Source data Start Marker

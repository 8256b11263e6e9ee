use patternflow::prelude::*;

pub static PATTERN_CONFIG: PatternConfig = PatternConfig {
    name: "spiral_galaxy",
    display_name: "Spiral Galaxy",
    description: "Cosmic spiral formation",
};

pub fn schema() -> PatternSchema {
    SchemaBuilder::new()
        .group("Cosmic Structure", Some(Icon::Star))
        .slider("arms", "Spiral Arms", 4.0, (2.0, 12.0), 1.0)
        .slider("starCount", "Star Population", 1000.0, (200.0, 3000.0), 100.0)
        .slider("spiralTightness", "Vortex Power", 0.15, (0.02, 0.5), 0.01)
        .slider("spread", "Arm Dispersion", 0.4, (0.1, 1.0), 0.05)
        .group("Atmosphere", Some(Icon::Sparkles))
        .slider("nebulaIntensity", "Nebula Glow", 0.2, (0.0, 1.0), 0.1)
        .toggle("twinkle", "Star Flicker", true)
        .group("Motion", Some(Icon::Rotate))
        .slider("rotationSpeed", "Orbital Speed", 0.3, (0.0, 2.0), 0.05)
        .group("Style", Some(Icon::Palette))
        .slider("starSize", "Luminosity Size", 2.5, (0.5, 8.0), 0.5)
        .palette(
            "colorMode",
            "Galaxy Type",
            0,
            &[
                &["#fef3c7", "#fbbf24", "#a855f7"],
                &["#bfdbfe", "#60a5fa", "#ec4899"],
                &["#d1fae5", "#34d399", "#06b6d4"],
                &["#fecdd3", "#fb7185", "#f472b6"],
            ],
        )
        .build()
}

Source data End Marker

What you should do –
Could you copy each line of the material that holds "Cosmic"?

Exercise output –
    description: "Cosmic spiral formation",
        .group("Cosmic Structure", Some(Icon::Star))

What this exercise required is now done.